Yönetmenin bütün çabalarına rağmen Truman gerçeklerin farkına varmıştır ve ne olursa olsun bu sözde kasabadan çıkmaya kararlıdır. Bir gece gizlice tekneyle denize açılır. Daha doğrusu deniz zannettiği şeye… Çünkü aslında deniz de yapaydır. Ama Truman henüz bunu fark etmemiştir. Ta ki teknesi stüdyonun bittiği yere, yani gökyüzü zannettiği duvarlara çarpana kadar… İşte o an Truman aslında bir hapishanede yaşadığını anlar. Artık ne olursa olsun buradan çıkmalıdır. Tüm engellemelere ve yönetmenin “sen buraya aitsin, buradan çıkamazsın” demesine rağmen o gerçek dünyaya, özgürlüğe açılan kapıdan çıkmayı başarır. Beş bin gizli kameranın yerleştirildiği sözde kasaba görüntüsü verilmiş sette 30 yılını geçiren Truman, kendisini engellemeye çalışan yönetmene “ama beynime kamera koyamadın” der. Evet, bütün hayatı çevrelenmiş, her adımı takip edilmiş, algıları yönetilmiştir ama gerçekten de beyni tam anlamıyla zapt edilememiş, sorgulaması, düşünmesi, harekete geçmesi engellenememiştir.

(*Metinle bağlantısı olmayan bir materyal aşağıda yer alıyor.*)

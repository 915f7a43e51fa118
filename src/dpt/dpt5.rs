//! DPT 5.xxx - 8-bit unsigned value (1 byte).
//!
//! Two families share the major: scaled subtypes map a percentage or angle
//! onto the full byte range, raw subtypes carry the byte as-is.
//!
//! ## Common subtypes
//!
//! - **5.001** - Scaling (0-100 %), scaled by 255/100
//! - **5.003** - Angle (0-360 degrees), scaled by 255/360
//! - **5.004** - Percent 0-255 (raw)
//! - **5.005** - Ratio (raw)
//! - **5.006** - Tariff (0-254)
//! - **5.010** - Counter pulses (raw)
//!
//! Scaled subtypes decode to values rounded to two decimals, so a
//! round trip stays within one scale step of the original.

use crate::dpt::{DptDecode, DptEncode};
use crate::error::{KnxError, Result};

/// DPT 5.xxx 8-bit unsigned types.
#[derive(Debug, Clone, Copy, PartialEq, Eq)]
#[cfg_attr(feature = "defmt", derive(defmt::Format))]
pub enum Dpt5 {
    /// DPT 5.001 - Scaling (0-100 %)
    Scaling,
    /// DPT 5.003 - Angle (0-360 degrees)
    Angle,
    /// DPT 5.004 - Percent 0-255
    PercentU8,
    /// DPT 5.005 - Ratio (0-255)
    Ratio,
    /// DPT 5.006 - Tariff (0-254)
    Tariff,
    /// DPT 5.010 - Counter pulses (0-255)
    Counter,
}

impl Dpt5 {
    /// Resolve a subtype number.
    pub const fn from_sub(sub: u16) -> Option<Self> {
        match sub {
            1 => Some(Self::Scaling),
            3 => Some(Self::Angle),
            4 => Some(Self::PercentU8),
            5 => Some(Self::Ratio),
            6 => Some(Self::Tariff),
            10 => Some(Self::Counter),
            _ => None,
        }
    }

    /// The DPT identifier string.
    pub const fn identifier(&self) -> &'static str {
        match self {
            Self::Scaling => "5.001",
            Self::Angle => "5.003",
            Self::PercentU8 => "5.004",
            Self::Ratio => "5.005",
            Self::Tariff => "5.006",
            Self::Counter => "5.010",
        }
    }

    /// The unit string.
    pub const fn unit(&self) -> &'static str {
        match self {
            Self::Scaling => "%",
            Self::Angle => "°",
            Self::Counter => "pulses",
            Self::PercentU8 | Self::Ratio | Self::Tariff => "",
        }
    }

    /// Whether this subtype scales its value onto the byte range.
    pub const fn is_scaled(&self) -> bool {
        matches!(self, Self::Scaling | Self::Angle)
    }

    /// Upper bound of the scaled value range.
    const fn scale_max(&self) -> f32 {
        match self {
            Self::Angle => 360.0,
            _ => 100.0,
        }
    }

    /// Encode a raw (unscaled) byte value.
    pub fn encode_raw(&self, value: u8, buf: &mut [u8]) -> Result<usize> {
        if self.is_scaled() {
            return Err(KnxError::dpt_type_mismatch());
        }
        if matches!(self, Self::Tariff) && value == 255 {
            return Err(KnxError::dpt_value_out_of_range());
        }
        if buf.is_empty() {
            return Err(KnxError::buffer_too_small());
        }
        buf[0] = value;
        Ok(1)
    }

    /// Decode a raw (unscaled) byte value.
    pub fn decode_raw(&self, data: &[u8]) -> Result<u8> {
        if data.len() != 1 {
            return Err(KnxError::dpt_length_mismatch());
        }
        if matches!(self, Self::Tariff) && data[0] == 255 {
            return Err(KnxError::dpt_value_out_of_range());
        }
        Ok(data[0])
    }
}

/// Round half-up to two decimals (values here are always non-negative).
fn round2(value: f32) -> f32 {
    ((value * 100.0 + 0.5) as i32) as f32 / 100.0
}

impl DptEncode<f32> for Dpt5 {
    /// Encode a scaled value (Scaling / Angle subtypes only).
    fn encode(&self, value: f32, buf: &mut [u8]) -> Result<usize> {
        if !self.is_scaled() {
            return Err(KnxError::dpt_type_mismatch());
        }
        let max = self.scale_max();
        if !value.is_finite() || value < 0.0 || value > max {
            return Err(KnxError::dpt_value_out_of_range());
        }
        if buf.is_empty() {
            return Err(KnxError::buffer_too_small());
        }

        buf[0] = (value * 255.0 / max + 0.5) as u8;
        Ok(1)
    }
}

impl DptDecode<f32> for Dpt5 {
    /// Decode a scaled value, rounded to two decimals.
    fn decode(&self, data: &[u8]) -> Result<f32> {
        if !self.is_scaled() {
            return Err(KnxError::dpt_type_mismatch());
        }
        if data.len() != 1 {
            return Err(KnxError::dpt_length_mismatch());
        }

        Ok(round2(f32::from(data[0]) * self.scale_max() / 255.0))
    }
}

#[cfg(test)]
mod tests {
    use super::*;

    #[test]
    fn scaling_encode() {
        let mut buf = [0u8; 1];
        Dpt5::Scaling.encode(0.0, &mut buf).unwrap();
        assert_eq!(buf[0], 0x00);
        Dpt5::Scaling.encode(100.0, &mut buf).unwrap();
        assert_eq!(buf[0], 0xFF);
        Dpt5::Scaling.encode(50.0, &mut buf).unwrap();
        assert_eq!(buf[0], 128); // round(50 * 255 / 100)
    }

    #[test]
    fn scaling_decode_rounds_to_two_decimals() {
        let value = Dpt5::Scaling.decode(&[128]).unwrap();
        assert_eq!(value, 50.2); // 128 * 100 / 255 = 50.196...
        assert_eq!(Dpt5::Scaling.decode(&[0xFF]).unwrap(), 100.0);
    }

    #[test]
    fn scaling_round_trip_within_one_step() {
        let mut buf = [0u8; 1];
        for value in [0.0f32, 12.5, 25.0, 50.0, 75.0, 99.6, 100.0] {
            Dpt5::Scaling.encode(value, &mut buf).unwrap();
            let decoded = Dpt5::Scaling.decode(&buf).unwrap();
            // one scale step is 100/255 ≈ 0.39
            assert!((decoded - value).abs() < 0.4, "{} -> {}", value, decoded);
        }
    }

    #[test]
    fn angle_scaling() {
        let mut buf = [0u8; 1];
        Dpt5::Angle.encode(360.0, &mut buf).unwrap();
        assert_eq!(buf[0], 0xFF);
        Dpt5::Angle.encode(180.0, &mut buf).unwrap();
        assert_eq!(buf[0], 128);

        let decoded = Dpt5::Angle.decode(&[128]).unwrap();
        assert!((decoded - 180.0).abs() < 1.5);
    }

    #[test]
    fn out_of_range_rejected() {
        let mut buf = [0u8; 1];
        assert_eq!(
            Dpt5::Scaling.encode(100.5, &mut buf).unwrap_err(),
            KnxError::dpt_value_out_of_range()
        );
        assert!(Dpt5::Scaling.encode(-1.0, &mut buf).is_err());
        assert!(Dpt5::Angle.encode(361.0, &mut buf).is_err());
        assert!(Dpt5::Scaling.encode(f32::NAN, &mut buf).is_err());
    }

    #[test]
    fn raw_subtypes() {
        let mut buf = [0u8; 1];
        assert_eq!(Dpt5::Counter.encode_raw(255, &mut buf).unwrap(), 1);
        assert_eq!(Dpt5::Counter.decode_raw(&[255]).unwrap(), 255);
        assert_eq!(Dpt5::PercentU8.decode_raw(&[42]).unwrap(), 42);
    }

    #[test]
    fn tariff_excludes_255() {
        let mut buf = [0u8; 1];
        assert!(Dpt5::Tariff.encode_raw(254, &mut buf).is_ok());
        assert!(Dpt5::Tariff.encode_raw(255, &mut buf).is_err());
        assert!(Dpt5::Tariff.decode_raw(&[255]).is_err());
    }

    #[test]
    fn scaled_and_raw_apis_are_disjoint() {
        let mut buf = [0u8; 1];
        assert!(Dpt5::Scaling.encode_raw(10, &mut buf).is_err());
        assert!(Dpt5::Counter.encode(10.0, &mut buf).is_err());
        assert!(Dpt5::Counter.decode(&[10]).is_err());
    }

    #[test]
    fn wrong_length_rejected() {
        assert!(Dpt5::Scaling.decode(&[]).is_err());
        assert!(Dpt5::Counter.decode_raw(&[1, 2]).is_err());
    }
}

Şimdi, filmden çıkalım ve kendi gerçekliğimize geri dönelim. Şu anda dünyamız, Truman’ın yönetmence kurgulanmış dünyasından çok mu farklı? Filmdeki yönetmen bugün bizi yöneten egemenleri, Truman ise biz emekçileri temsil etmiyor mu? Her şey egemenlerin düzeni sürsün diye yapılıyor. Televizyonlar, gazeteler onların çıkarlarına göre haber yapıyor. Yaşadıklarımıza bir bakalım: Egemenler koronavirüsü her gün televizyonlardan, gazetelerden yapılan haberlerle beynimize işlediler. Bu virüsün çok tehlikeli olduğu yalanına inandırmayı başardılar. Bizi paniğe sürüklediler ve aynı anda haklarımıza saldırdılar, milyonları işten attılar.

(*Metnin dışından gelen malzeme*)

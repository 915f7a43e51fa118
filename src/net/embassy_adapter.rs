//! embassy-net UDP socket adapter for [`AsyncTransport`].
//!
//! Wraps an `embassy_net::udp::UdpSocket` so the connection layer can run
//! on embedded targets. Buffers follow the embassy convention of being
//! provided by the caller.
//!
//! ```rust,ignore
//! let mut transport = EmbassyUdpTransport::new(
//!     stack,
//!     &mut rx_meta, &mut rx_buffer,
//!     &mut tx_meta, &mut tx_buffer,
//! );
//! transport.bind(0)?;
//! ```

use crate::error::{KnxError, Result};
use crate::net::transport::AsyncTransport;
use crate::net::{IpEndpoint, Ipv4Addr};
use embassy_net::udp::{PacketMetadata, UdpSocket};
use embassy_net::{IpAddress, IpEndpoint as EmbassyEndpoint, Stack};

fn to_embassy(ep: IpEndpoint) -> EmbassyEndpoint {
    let [a, b, c, d] = ep.addr.octets();
    EmbassyEndpoint::new(IpAddress::v4(a, b, c, d), ep.port)
}

fn from_embassy(ep: EmbassyEndpoint) -> IpEndpoint {
    match ep.addr {
        IpAddress::Ipv4(v4) => IpEndpoint::new(Ipv4Addr::from(v4.octets()), ep.port),
        #[allow(unreachable_patterns)]
        _ => IpEndpoint::new(Ipv4Addr::UNSPECIFIED, ep.port),
    }
}

/// [`AsyncTransport`] implementation over an embassy-net UDP socket.
pub struct EmbassyUdpTransport<'a> {
    socket: UdpSocket<'a>,
    bound: bool,
}

impl<'a> EmbassyUdpTransport<'a> {
    /// Create a transport over the given network stack.
    ///
    /// Metadata slices need at least 4 entries; 2048-byte data buffers are
    /// plenty for KNXnet/IP frames.
    pub fn new(
        stack: Stack<'a>,
        rx_meta: &'a mut [PacketMetadata],
        rx_buffer: &'a mut [u8],
        tx_meta: &'a mut [PacketMetadata],
        tx_buffer: &'a mut [u8],
    ) -> Self {
        let socket = UdpSocket::new(stack, rx_meta, rx_buffer, tx_meta, tx_buffer);
        Self {
            socket,
            bound: false,
        }
    }
}

impl AsyncTransport for EmbassyUdpTransport<'_> {
    fn bind(&mut self, port: u16) -> Result<()> {
        self.socket.bind(port).map_err(|_| KnxError::not_bound())?;
        self.bound = true;
        Ok(())
    }

    async fn send_to(&mut self, data: &[u8], target: IpEndpoint) -> Result<()> {
        if !self.bound {
            return Err(KnxError::not_bound());
        }
        self.socket
            .send_to(data, to_embassy(target))
            .await
            .map_err(|_| KnxError::send_failed())
    }

    async fn recv_from(&mut self, buf: &mut [u8]) -> Result<(usize, IpEndpoint)> {
        if !self.bound {
            return Err(KnxError::not_bound());
        }
        let (len, meta) = self
            .socket
            .recv_from(buf)
            .await
            .map_err(|_| KnxError::receive_failed())?;
        Ok((len, from_embassy(meta.endpoint)))
    }

    fn is_ready(&self) -> bool {
        self.bound
    }

    fn close(&mut self) {
        self.socket.close();
        self.bound = false;
    }
}
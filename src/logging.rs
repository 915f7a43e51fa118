//! Unified logging macro for the tunneling stack.
//!
//! The stack never talks to a concrete logger directly; every log line goes
//! through [`knx_log!`], which compiles down to `defmt::` on embedded targets,
//! `log::` on hosted targets, or nothing when neither backend is enabled.
//!
//! # Usage
//!
//! ```rust,ignore
//! knx_log!(info, "tunnel established on channel {}", channel_id);
//! knx_log!(warn, "dropping malformed datagram ({} bytes)", len);
//! ```
//!
//! # Feature flags
//!
//! - `defmt` - routes to `defmt::` (deferred formatting, embedded)
//! - `log` - routes to the `log` facade (hosted applications)
//! - neither - log lines compile to nothing

/// Route a log line to the configured backend.
#[macro_export]
#[cfg(feature = "defmt")]
macro_rules! knx_log {
    (trace, $($arg:tt)*) => { defmt::trace!($($arg)*) };
    (debug, $($arg:tt)*) => { defmt::debug!($($arg)*) };
    (info, $($arg:tt)*) => { defmt::info!($($arg)*) };
    (warn, $($arg:tt)*) => { defmt::warn!($($arg)*) };
    (error, $($arg:tt)*) => { defmt::error!($($arg)*) };
}

/// Route a log line to the configured backend.
#[macro_export]
#[cfg(all(feature = "log", not(feature = "defmt")))]
macro_rules! knx_log {
    (trace, $($arg:tt)*) => { log::trace!($($arg)*) };
    (debug, $($arg:tt)*) => { log::debug!($($arg)*) };
    (info, $($arg:tt)*) => { log::info!($($arg)*) };
    (warn, $($arg:tt)*) => { log::warn!($($arg)*) };
    (error, $($arg:tt)*) => { log::error!($($arg)*) };
}

/// Route a log line to the configured backend (no-op without a backend).
#[macro_export]
#[cfg(not(any(feature = "defmt", feature = "log")))]
macro_rules! knx_log {
    ($level:ident, $($arg:tt)*) => {{
        let _ = || ($($arg)*);
    }};
}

Hayatın her alanındaki tercihlerimizin ve düşüncelerimizin bize ait olduğunu zannediyoruz ama aslında algılarımız yönetiliyor, farkında değiliz. Çünkü içine doğduğumuz sistemin kurallarına göre büyütüldük. Bu kuralları sorgulayanlar “terörist” olmakla bile damgalanıyor. Truman’ın neden yıllarca yaşadıklarını sorgulamadığının sorulması üzerine, yönetmen şöyle cevap veriyor: “İnsanoğlu kendisine sunulan dünyanın gerçekliğini kabul eder.” Bu cevap her şeye kadir olduklarını düşünen kibirli egemenlerin zihniyetini yansıtıyor aslında. Egemenler, sömürü düzenini ayakta tutmak için her şeyi yapabilirler ama gerçekleri ilelebet saklayamazlar; içimizdeki öfkeyi, özlemi bastıramazlar, zihinlerimizi esir alamazlar. Yeter ki düşünelim, sorgulayalım ve harekete geçelim.